Neye göre karar veriyorsunuz bizim neyi beğenip neyi beğenmeyeceğimize?

Hangi yoktan var ettiğiniz hakla aldınız söz hakkımızı? Kestiniz ses tellerimizi...

Siz büyük, koca koçlar; böldünüz parça parça her köşemizi... Garantör adı altında garandislediniz, bitmedi kirli senaryolar, bitmedi haksız hal doğurmalar...

Kan döktük dediniz önce, bize kan kusturdunuz, kızılcık şerbeti yoktu, midemizi aldırmıştık, kusamıyorduk artık...

Garantörlük hakkınızı, yani Kıbrıs Cumhuriyeti’nin bütünlüğünü koruma görevini suistimal ettiniz.

Hangi hakla?

Akdeniz’in en güzel adasını talan hükümdarlığına dönüştürdünüz.
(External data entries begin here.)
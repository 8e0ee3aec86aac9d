//! Tagged action variants
//!
//! The wire format is a flat JSON object with a `type` tag and whatever
//! fields the authoring tool chose to set. Here each kind is a closed enum
//! variant carrying only its valid fields; cross-field rules that serde
//! cannot express (exactly one location selector, `replace` needs `with`)
//! are enforced by [`crate::Blueprint::validate`].

use serde::{Deserialize, Serialize};

/// When a voiceover plays relative to its action's edit.
#[derive(Debug, Clone, Copy, PartialEq, Eq, Serialize, Deserialize)]
#[serde(rename_all = "lowercase")]
pub enum VoiceoverTiming {
    /// Play to completion before the edit starts
    Before,
    /// Start playback concurrently with the edit
    During,
    /// Play once the edit is done
    After,
}

/// Cursor destination after an action completes.
#[derive(Debug, Clone, Copy, PartialEq, Eq, Serialize, Deserialize)]
#[serde(rename_all = "camelCase")]
pub enum CursorTarget {
    StartOfFile,
    EndOfFile,
}

/// Optional narration attached to an action.
#[derive(Debug, Clone, Default, PartialEq, Eq, Serialize, Deserialize)]
#[serde(rename_all = "camelCase")]
pub struct Voiceover {
    #[serde(default, skip_serializing_if = "Option::is_none")]
    pub voiceover: Option<String>,
    #[serde(default, skip_serializing_if = "Option::is_none")]
    pub voiceover_timing: Option<VoiceoverTiming>,
    /// Per-action voice override; falls back to the blueprint default
    #[serde(default, skip_serializing_if = "Option::is_none")]
    pub voice: Option<String>,
}

impl Voiceover {
    /// Narration text, if any was authored.
    #[inline]
    #[must_use]
    pub fn text(&self) -> Option<&str> {
        self.voiceover.as_deref()
    }

    /// Timing, defaulting to playing after the edit.
    #[inline]
    #[must_use]
    pub fn timing(&self) -> VoiceoverTiming {
        self.voiceover_timing.unwrap_or(VoiceoverTiming::After)
    }
}

/// Disambiguation hints for pattern searches.
#[derive(Debug, Clone, Default, PartialEq, Eq, Serialize, Deserialize)]
#[serde(rename_all = "camelCase")]
pub struct SearchOpts {
    /// Context text expected within ±20 lines of the match
    #[serde(default, skip_serializing_if = "Option::is_none")]
    pub near: Option<String>,
    /// Alias of `near` kept for blueprint compatibility
    #[serde(default, skip_serializing_if = "Option::is_none")]
    pub inside: Option<String>,
    /// 1-indexed occurrence among the (filtered) matches
    #[serde(default, skip_serializing_if = "Option::is_none")]
    pub occurrence: Option<usize>,
}

/// Validated view of an insert action's location selector.
#[derive(Debug, Clone, Copy, PartialEq, Eq)]
pub enum InsertSelector<'a> {
    /// Below the matched line (after the whole block when the line opens one)
    After(&'a str),
    /// Above the matched line
    Before(&'a str),
    /// At the matched line, pushing it down
    At(&'a str),
}

/// One step of a blueprint, tagged by its operation kind.
#[derive(Debug, Clone, PartialEq, Serialize, Deserialize)]
#[serde(tag = "type", rename_all = "camelCase")]
pub enum Action {
    #[serde(rename_all = "camelCase")]
    CreateFolder { path: String },

    #[serde(rename_all = "camelCase")]
    CreateFile {
        path: String,
        #[serde(flatten)]
        narration: Voiceover,
    },

    #[serde(rename_all = "camelCase")]
    OpenFile { path: String },

    /// Type `content` at the end of the active document.
    #[serde(rename_all = "camelCase")]
    WriteText {
        content: String,
        #[serde(default, skip_serializing_if = "Option::is_none")]
        typing_speed: Option<u64>,
        /// Transient highlight of the freshly typed text
        #[serde(default, skip_serializing_if = "core::ops::Not::not")]
        highlight: bool,
        #[serde(flatten)]
        narration: Voiceover,
    },

    /// Type `content` relative to a pattern-located line.
    #[serde(rename_all = "camelCase")]
    Insert {
        #[serde(default, skip_serializing_if = "Option::is_none")]
        path: Option<String>,
        content: String,
        #[serde(default, skip_serializing_if = "Option::is_none")]
        after: Option<String>,
        #[serde(default, skip_serializing_if = "Option::is_none")]
        before: Option<String>,
        #[serde(default, skip_serializing_if = "Option::is_none")]
        at: Option<String>,
        #[serde(flatten)]
        search: SearchOpts,
        #[serde(default, skip_serializing_if = "Option::is_none")]
        typing_speed: Option<u64>,
        #[serde(flatten)]
        narration: Voiceover,
    },

    /// Remove the line matched by `find`.
    #[serde(rename_all = "camelCase")]
    Delete {
        #[serde(default, skip_serializing_if = "Option::is_none")]
        path: Option<String>,
        find: String,
        #[serde(flatten)]
        search: SearchOpts,
    },

    /// Replace the matched occurrence of `find` with `with`.
    #[serde(rename_all = "camelCase")]
    Replace {
        #[serde(default, skip_serializing_if = "Option::is_none")]
        path: Option<String>,
        find: String,
        #[serde(rename = "with", default, skip_serializing_if = "Option::is_none")]
        replacement: Option<String>,
        #[serde(flatten)]
        search: SearchOpts,
        #[serde(default, skip_serializing_if = "Option::is_none")]
        typing_speed: Option<u64>,
        #[serde(flatten)]
        narration: Voiceover,
    },

    /// Transiently decorate the matched line, usually while narrating.
    #[serde(rename_all = "camelCase")]
    Highlight {
        #[serde(default, skip_serializing_if = "Option::is_none")]
        path: Option<String>,
        find: String,
        #[serde(flatten)]
        search: SearchOpts,
        #[serde(default, skip_serializing_if = "Option::is_none")]
        move_cursor: Option<CursorTarget>,
        #[serde(flatten)]
        narration: Voiceover,
    },

    #[serde(rename_all = "camelCase")]
    OpenTerminal {
        #[serde(default, skip_serializing_if = "Option::is_none")]
        terminal_name: Option<String>,
        #[serde(default, skip_serializing_if = "Option::is_none")]
        cwd: Option<String>,
    },

    #[serde(rename_all = "camelCase")]
    RunCommand {
        #[serde(default, skip_serializing_if = "Option::is_none")]
        terminal_name: Option<String>,
        command: String,
        #[serde(default, skip_serializing_if = "Option::is_none")]
        cwd: Option<String>,
        /// Heuristic wait override in milliseconds
        #[serde(default, skip_serializing_if = "Option::is_none")]
        timeout: Option<u64>,
        #[serde(default = "default_true")]
        wait_for_completion: bool,
    },

    #[serde(rename_all = "camelCase")]
    ShowTerminal {
        #[serde(default, skip_serializing_if = "Option::is_none")]
        terminal_name: Option<String>,
    },

    #[serde(rename_all = "camelCase")]
    HideTerminal {
        #[serde(default, skip_serializing_if = "Option::is_none")]
        terminal_name: Option<String>,
    },

    #[serde(rename_all = "camelCase")]
    CloseTerminal {
        #[serde(default, skip_serializing_if = "Option::is_none")]
        terminal_name: Option<String>,
    },
}

fn default_true() -> bool {
    true
}

/// Action tags accepted by the validator, in wire spelling.
pub(crate) const KNOWN_KINDS: &[&str] = &[
    "createFolder",
    "createFile",
    "openFile",
    "writeText",
    "insert",
    "delete",
    "replace",
    "highlight",
    "openTerminal",
    "runCommand",
    "showTerminal",
    "hideTerminal",
    "closeTerminal",
];

impl Action {
    /// Wire-format tag of this action.
    #[must_use]
    pub fn kind(&self) -> &'static str {
        match self {
            Action::CreateFolder { .. } => "createFolder",
            Action::CreateFile { .. } => "createFile",
            Action::OpenFile { .. } => "openFile",
            Action::WriteText { .. } => "writeText",
            Action::Insert { .. } => "insert",
            Action::Delete { .. } => "delete",
            Action::Replace { .. } => "replace",
            Action::Highlight { .. } => "highlight",
            Action::OpenTerminal { .. } => "openTerminal",
            Action::RunCommand { .. } => "runCommand",
            Action::ShowTerminal { .. } => "showTerminal",
            Action::HideTerminal { .. } => "hideTerminal",
            Action::CloseTerminal { .. } => "closeTerminal",
        }
    }

    /// The validated location selector of an `insert` action.
    ///
    /// Returns `None` for other kinds, or when validation has not run and
    /// the selector is absent.
    #[must_use]
    pub fn insert_selector(&self) -> Option<InsertSelector<'_>> {
        if let Action::Insert {
            after, before, at, ..
        } = self
        {
            if let Some(p) = after {
                return Some(InsertSelector::After(p));
            }
            if let Some(p) = before {
                return Some(InsertSelector::Before(p));
            }
            if let Some(p) = at {
                return Some(InsertSelector::At(p));
            }
        }
        None
    }

    /// Narration attached to this action, if the kind supports one.
    #[must_use]
    pub fn narration(&self) -> Option<&Voiceover> {
        match self {
            Action::CreateFile { narration, .. }
            | Action::WriteText { narration, .. }
            | Action::Insert { narration, .. }
            | Action::Replace { narration, .. }
            | Action::Highlight { narration, .. } => Some(narration),
            _ => None,
        }
    }

    /// Search hints, for kinds that resolve a pattern.
    #[must_use]
    pub fn search(&self) -> Option<&SearchOpts> {
        match self {
            Action::Insert { search, .. }
            | Action::Delete { search, .. }
            | Action::Replace { search, .. }
            | Action::Highlight { search, .. } => Some(search),
            _ => None,
        }
    }
}

#[cfg(test)]
mod tests {
    use super::*;

    #[test]
    fn write_text_roundtrip() {
        let json = r#"{"type":"writeText","content":"x = 1\n","highlight":true,"voiceover":"a variable","voiceoverTiming":"during"}"#;
        let action: Action = serde_json::from_str(json).unwrap();

        match &action {
            Action::WriteText {
                content,
                highlight,
                narration,
                ..
            } => {
                assert_eq!(content, "x = 1\n");
                assert!(highlight);
                assert_eq!(narration.text(), Some("a variable"));
                assert_eq!(narration.timing(), VoiceoverTiming::During);
            }
            other => panic!("unexpected variant: {other:?}"),
        }

        let back = serde_json::to_value(&action).unwrap();
        assert_eq!(back["type"], "writeText");
        assert_eq!(back["voiceoverTiming"], "during");
    }

    #[test]
    fn insert_selector_prefers_after() {
        let action: Action = serde_json::from_str(
            r#"{"type":"insert","content":"pass","after":"def f():","occurrence":2}"#,
        )
        .unwrap();

        assert_eq!(
            action.insert_selector(),
            Some(InsertSelector::After("def f():"))
        );
        assert_eq!(action.search().unwrap().occurrence, Some(2));
    }

    #[test]
    fn replace_with_is_renamed() {
        let action: Action = serde_json::from_str(
            r#"{"type":"replace","find":"foo","with":"bar"}"#,
        )
        .unwrap();

        match action {
            Action::Replace { replacement, .. } => assert_eq!(replacement.as_deref(), Some("bar")),
            other => panic!("unexpected variant: {other:?}"),
        }
    }

    #[test]
    fn run_command_waits_by_default() {
        let action: Action =
            serde_json::from_str(r#"{"type":"runCommand","command":"npm install"}"#).unwrap();

        match action {
            Action::RunCommand {
                wait_for_completion,
                ..
            } => assert!(wait_for_completion),
            other => panic!("unexpected variant: {other:?}"),
        }
    }

    #[test]
    fn timing_defaults_to_after() {
        let narration = Voiceover {
            voiceover: Some("hello".into()),
            ..Voiceover::default()
        };
        assert_eq!(narration.timing(), VoiceoverTiming::After);
    }
}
Hala daha hak talep ediyorsunuz...

Garanti altına aldığınız esaretimiz var sadece, bir de ebediyen bağladığınız el ve kollarımız...

İsyan bayraklarımız dalgalanıyor velhasıl...

Daha ne istiyorsunuz?

Köylerimizi,

Dilimizi,

Gökyüzümüzü,

Denizimizi,

Güneşimizi,

Rüzgârımızı...

Ve hafızamızı bizden kopardınız.

Bir kesim Kıbrıslı Türkler, Türklüklerini ispatlayacak diye kıçını yırtıp başına giydi.

Bir de Türklük dersi almayı öpüp koydu alnına...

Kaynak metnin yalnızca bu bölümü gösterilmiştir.